For Transgender Awareness Week, we welcome visitors to help us plant crocus bulbs in our front garden beds to commemorate lives lost to transviolence.
Bulbs will available at the visitor desk with seed paper to write the name of someone to honor and plant alongside the bulb. The seeds and bulbs will flower purple in the Spring.
On Saturday, November 18th, in collaboration with the NYC Parks Department, we will be flying the transgender flag on our site for the first time in honor of Transgender Awareness Week. In addition, we will be holding a planting and remembrance ceremony in our Queer Ecologies Garden.
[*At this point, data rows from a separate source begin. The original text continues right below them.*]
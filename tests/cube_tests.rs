// Host-side integration tests for the navigation cube: hover, click, resize
// and teardown, driven through client coordinates like the DOM would.

use glam::{Vec2, Vec3};
use portfolio_core::constants::{
    FACE_BASE_OPACITY, FACE_BASE_SCALE, FACE_HOVER_OPACITY, FACE_HOVER_SCALE, HOVER_TWEEN_SEC,
};
use portfolio_core::picking;
use portfolio_core::{Cursor, CubeScene, FaceState, Ray, SceneConfig, SectionId, Viewport};
use std::cell::RefCell;
use std::rc::Rc;

fn still_config() -> SceneConfig {
    SceneConfig {
        entrance_sec: 0.0,
        group_spin: [0.0, 0.0],
        halo_spin: [0.0, 0.0],
        ..SceneConfig::default()
    }
}

fn recording_scene(bounds: Viewport) -> (CubeScene, Rc<RefCell<Vec<SectionId>>>) {
    let calls = Rc::new(RefCell::new(Vec::new()));
    let sink = calls.clone();
    let scene = CubeScene::new(still_config(), bounds, move |id| sink.borrow_mut().push(id));
    (scene, calls)
}

fn face_center(id: SectionId) -> Vec3 {
    id.section().direction_vec3() * 2.0
}

fn client_of(scene: &CubeScene, world: Vec3, bounds: &Viewport) -> Vec2 {
    scene
        .camera()
        .project_client(world, bounds)
        .expect("point in front of the camera")
}

fn approx(a: f32, b: f32) -> bool {
    (a - b).abs() < 1e-4
}

#[test]
fn hover_highlights_only_the_face_under_the_cursor() {
    let bounds = Viewport::sized(800.0, 600.0);
    let (mut scene, _) = recording_scene(bounds);
    let at = client_of(&scene, face_center(SectionId::Projects), &bounds);

    let outcome = scene.on_pointer_move(at, &bounds).unwrap();
    assert_eq!(outcome.hovered, Some(SectionId::Projects));
    assert_eq!(outcome.cursor, Cursor::Pointer);

    for face in scene.faces() {
        if face.section() == SectionId::Projects {
            assert_eq!(face.state(), FaceState::Hovered);
            assert!(approx(face.opacity.target(), FACE_HOVER_OPACITY));
            assert!(approx(face.scale.target(), FACE_HOVER_SCALE));
        } else {
            assert_eq!(face.state(), FaceState::Idle);
            assert!(approx(face.opacity.target(), FACE_BASE_OPACITY));
            assert!(approx(face.scale.target(), FACE_BASE_SCALE));
        }
    }
}

#[test]
fn moving_off_the_cube_relaxes_every_face() {
    let bounds = Viewport::sized(800.0, 600.0);
    let (mut scene, _) = recording_scene(bounds);
    let on_face = client_of(&scene, face_center(SectionId::About), &bounds);
    scene.on_pointer_move(on_face, &bounds);
    scene.tick(0.1);

    let outcome = scene.on_pointer_move(Vec2::new(1.0, 1.0), &bounds).unwrap();
    assert_eq!(outcome.hovered, None);
    assert_eq!(outcome.cursor, Cursor::Default);
    assert_eq!(scene.hovered(), None);

    scene.tick(HOVER_TWEEN_SEC + 0.05);
    for face in scene.faces() {
        assert!(approx(face.opacity.value(), FACE_BASE_OPACITY));
        assert!(approx(face.scale.value(), FACE_BASE_SCALE));
    }
}

#[test]
fn click_on_a_face_reports_it_once() {
    let bounds = Viewport::sized(800.0, 600.0);
    let (mut scene, calls) = recording_scene(bounds);
    for id in [SectionId::About, SectionId::Projects, SectionId::SocialLife] {
        let at = client_of(&scene, face_center(id), &bounds);
        assert_eq!(scene.on_click(at, &bounds), Some(id));
    }
    assert_eq!(
        *calls.borrow(),
        vec![SectionId::About, SectionId::Projects, SectionId::SocialLife]
    );
}

#[test]
fn click_that_misses_reports_nothing() {
    let bounds = Viewport::sized(800.0, 600.0);
    let (mut scene, calls) = recording_scene(bounds);
    assert_eq!(scene.on_click(Vec2::new(2.0, 598.0), &bounds), None);
    assert!(calls.borrow().is_empty());
}

#[test]
fn click_presses_and_releases_the_face() {
    let bounds = Viewport::sized(800.0, 600.0);
    let (mut scene, _) = recording_scene(bounds);
    let at = client_of(&scene, face_center(SectionId::Projects), &bounds);
    scene.on_click(at, &bounds);
    scene.tick(0.1);
    assert!(scene.face(SectionId::Projects).scale.value() < 0.95);
    scene.tick(0.15);
    assert!(approx(scene.face(SectionId::Projects).scale.value(), 1.0));
}

#[test]
fn double_click_settles_back_on_the_hover_scale() {
    let bounds = Viewport::sized(800.0, 600.0);
    let (mut scene, calls) = recording_scene(bounds);
    let at = client_of(&scene, face_center(SectionId::Projects), &bounds);
    scene.on_pointer_move(at, &bounds);
    scene.tick(HOVER_TWEEN_SEC + 0.05);
    assert!(approx(scene.face(SectionId::Projects).scale.value(), FACE_HOVER_SCALE));

    scene.on_click(at, &bounds);
    scene.tick(0.05);
    scene.on_click(at, &bounds);
    scene.tick(1.0);

    let face = scene.face(SectionId::Projects);
    assert_eq!(face.state(), FaceState::Hovered);
    assert!(approx(face.scale.value(), FACE_HOVER_SCALE));
    assert_eq!(calls.borrow().len(), 2);
}

#[test]
fn click_during_hover_tween_settles_on_the_hover_scale() {
    let bounds = Viewport::sized(800.0, 600.0);
    let (mut scene, _) = recording_scene(bounds);
    let at = client_of(&scene, face_center(SectionId::About), &bounds);
    scene.on_pointer_move(at, &bounds);
    scene.tick(0.1);
    assert!(scene.face(SectionId::About).scale.value() < FACE_HOVER_SCALE);

    scene.on_click(at, &bounds);
    scene.tick(1.0);
    assert!(approx(scene.face(SectionId::About).scale.value(), FACE_HOVER_SCALE));
}

#[test]
fn resize_with_same_aspect_keeps_relative_hits() {
    let big = Viewport::sized(800.0, 600.0);
    let (mut scene, calls) = recording_scene(big);
    let at = client_of(&scene, face_center(SectionId::Projects), &big);
    let relative = Vec2::new(at.x / big.width, at.y / big.height);

    let small = Viewport::sized(400.0, 300.0);
    assert!(scene.resize(small));
    let at_small = Vec2::new(relative.x * small.width, relative.y * small.height);
    assert_eq!(scene.on_click(at_small, &small), Some(SectionId::Projects));
    assert_eq!(*calls.borrow(), vec![SectionId::Projects]);
}

#[test]
fn resize_to_new_aspect_uses_the_new_camera() {
    let (mut scene, _) = recording_scene(Viewport::sized(800.0, 600.0));
    let tall = Viewport::new(50.0, 20.0, 300.0, 600.0);
    assert!(scene.resize(tall));
    assert!(approx(scene.camera().aspect, 0.5));
    for id in [SectionId::About, SectionId::Projects, SectionId::SocialLife] {
        let at = client_of(&scene, face_center(id), &tall);
        assert_eq!(scene.pick(at, &tall).map(|h| h.section), Some(id));
    }
}

#[test]
fn zero_sized_resize_keeps_last_aspect() {
    let (mut scene, _) = recording_scene(Viewport::sized(800.0, 600.0));
    assert!(!scene.resize(Viewport::sized(0.0, 300.0)));
    assert!(approx(scene.camera().aspect, 800.0 / 600.0));
    assert_eq!(scene.viewport(), Viewport::sized(800.0, 600.0));
}

#[test]
fn disposed_scene_ignores_everything() {
    let bounds = Viewport::sized(800.0, 600.0);
    let (mut scene, calls) = recording_scene(bounds);
    let at = client_of(&scene, face_center(SectionId::Projects), &bounds);
    let group = scene.group_matrix();

    scene.dispose();
    scene.dispose();
    assert!(scene.is_disposed());
    assert!(scene.on_pointer_move(at, &bounds).is_none());
    assert!(scene.on_click(at, &bounds).is_none());
    assert!(!scene.resize(Viewport::sized(400.0, 400.0)));
    scene.on_wheel(120.0);
    scene.tick(1.0);

    assert!(calls.borrow().is_empty());
    assert_eq!(scene.hovered(), None);
    assert_eq!(scene.group_matrix(), group);
    assert!(scene.snapshot().is_none());
    assert!(approx(scene.camera().aspect, 800.0 / 600.0));
}

#[test]
fn faces_seen_from_behind_are_not_picked() {
    let (scene, _) = recording_scene(Viewport::sized(800.0, 600.0));
    let faces = SectionId::ALL.map(|id| (id, scene.face_model(id)));
    for dir in [Vec3::X, Vec3::NEG_X, Vec3::Y, Vec3::NEG_Y, Vec3::Z, Vec3::NEG_Z] {
        let ray = Ray {
            origin: Vec3::ZERO,
            dir,
        };
        assert!(picking::pick_nearest(&ray, faces.iter().copied(), 1.9).is_none());
    }
}
use crate::constants::MAX_FRAME_DT_SEC;
use crate::cube::CubeView;
use crate::header::HeaderView;
use crate::input;
use gloo::render::{request_animation_frame, AnimationFrame};
use instant::Instant;
use std::cell::RefCell;
use std::rc::Rc;

pub struct FrameContext {
    pub last_instant: Instant,
    pub header: Option<Rc<RefCell<HeaderView>>>,
    pub cube: Option<Rc<RefCell<CubeView>>>,
}

impl FrameContext {
    pub fn new() -> Self {
        Self {
            last_instant: Instant::now(),
            header: None,
            cube: None,
        }
    }

    pub fn frame(&mut self) {
        let now = Instant::now();
        let dt = now - self.last_instant;
        self.last_instant = now;
        let dt_sec = input::frame_dt(dt.as_secs_f32(), MAX_FRAME_DT_SEC);

        if let Some(header) = &self.header {
            header.borrow_mut().frame(dt_sec);
        }
        if let Some(cube) = &self.cube {
            cube.borrow_mut().frame(dt_sec);
        }
    }
}

/// Owns the pending animation frame. Dropping it cancels the loop.
pub struct FrameLoop {
    pending: Rc<RefCell<Option<AnimationFrame>>>,
}

impl FrameLoop {
    pub fn start(ctx: Rc<RefCell<FrameContext>>) -> Self {
        let pending = Rc::new(RefCell::new(None));
        schedule(ctx, pending.clone());
        Self { pending }
    }
}

impl Drop for FrameLoop {
    fn drop(&mut self) {
        // breaks the handle <-> callback cycle as well
        self.pending.borrow_mut().take();
        log::info!("[frame] loop stopped");
    }
}

fn schedule(ctx: Rc<RefCell<FrameContext>>, pending: Rc<RefCell<Option<AnimationFrame>>>) {
    let slot = pending.clone();
    let handle = request_animation_frame(move |_| {
        slot.borrow_mut().take();
        ctx.borrow_mut().frame();
        schedule(ctx, slot);
    });
    *pending.borrow_mut() = Some(handle);
}
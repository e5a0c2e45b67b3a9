use crate::constants::{
    BIO_ID, FALLBACK_ROOT_ID, INSTRUCTIONS_ID, LOADING_OVERLAY_ID, MAIN_CONTENT_ID,
    PANEL_OVERLAY_ID, READY_CLASS,
};
use crate::dom;
use portfolio_core::panel;
use portfolio_core::SectionId;
use web_sys as web;

#[inline]
pub fn show_loading(document: &web::Document) {
    if let Some(el) = document.get_element_by_id(LOADING_OVERLAY_ID) {
        dom::show(&el);
    }
}

#[inline]
pub fn hide_loading(document: &web::Document) {
    if let Some(el) = document.get_element_by_id(LOADING_OVERLAY_ID) {
        dom::hide(&el);
    }
}

/// Fill the static parts of the main view: biography and instructions.
pub fn render_static(document: &web::Document) {
    if let Some(el) = document.get_element_by_id(BIO_ID) {
        el.set_inner_html(&panel::render_bio());
    }
    if let Some(el) = document.get_element_by_id(INSTRUCTIONS_ID) {
        el.set_inner_html(&panel::render_instructions());
    }
}

/// Main content fades in through CSS once this class lands.
pub fn reveal_main(document: &web::Document) {
    if let Some(el) = document.get_element_by_id(MAIN_CONTENT_ID) {
        _ = el.class_list().add_1(READY_CLASS);
    }
}

/// Replace the 3D page with the static links view.
pub fn show_fallback(document: &web::Document) {
    for id in [MAIN_CONTENT_ID, LOADING_OVERLAY_ID, PANEL_OVERLAY_ID] {
        if let Some(el) = document.get_element_by_id(id) {
            dom::hide(&el);
        }
    }
    if let Some(el) = document.get_element_by_id(FALLBACK_ROOT_ID) {
        el.set_inner_html(&panel::render_fallback());
        dom::show(&el);
    }
}

/// Show the open section's panel, or clear and hide the overlay.
pub fn render_panel(document: &web::Document, active: Option<SectionId>) {
    let Some(el) = document.get_element_by_id(PANEL_OVERLAY_ID) else {
        return;
    };
    match panel::render_panel(active) {
        Some(markup) => {
            el.set_inner_html(&markup);
            dom::show(&el);
        }
        None => {
            el.set_inner_html("");
            dom::hide(&el);
        }
    }
}

/// Whether `target` is (inside) a close control of the panel overlay.
pub fn is_close_target(target: &web::Element) -> bool {
    let selector = format!("[{}=\"{}\"]", panel::CLOSE_ACTION_ATTR, panel::CLOSE_ACTION);
    matches!(target.closest(&selector), Ok(Some(_)))
}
Each year between November 13 – 19, people and organizations around the country participate in Transgender Awareness Week to help raise the visibility about transgender and gender expansive people and address the unique challenges members of the community face. The purpose of this week is to educate the public about who transgender people are, share stories and experiences, and advance advocacy around the issues of prejudice, discrimination, and violence that affect the transgender community at disproportionate rates. Transgender Awareness Week is about listening to and trusting trans people to be the architects of their own liberation.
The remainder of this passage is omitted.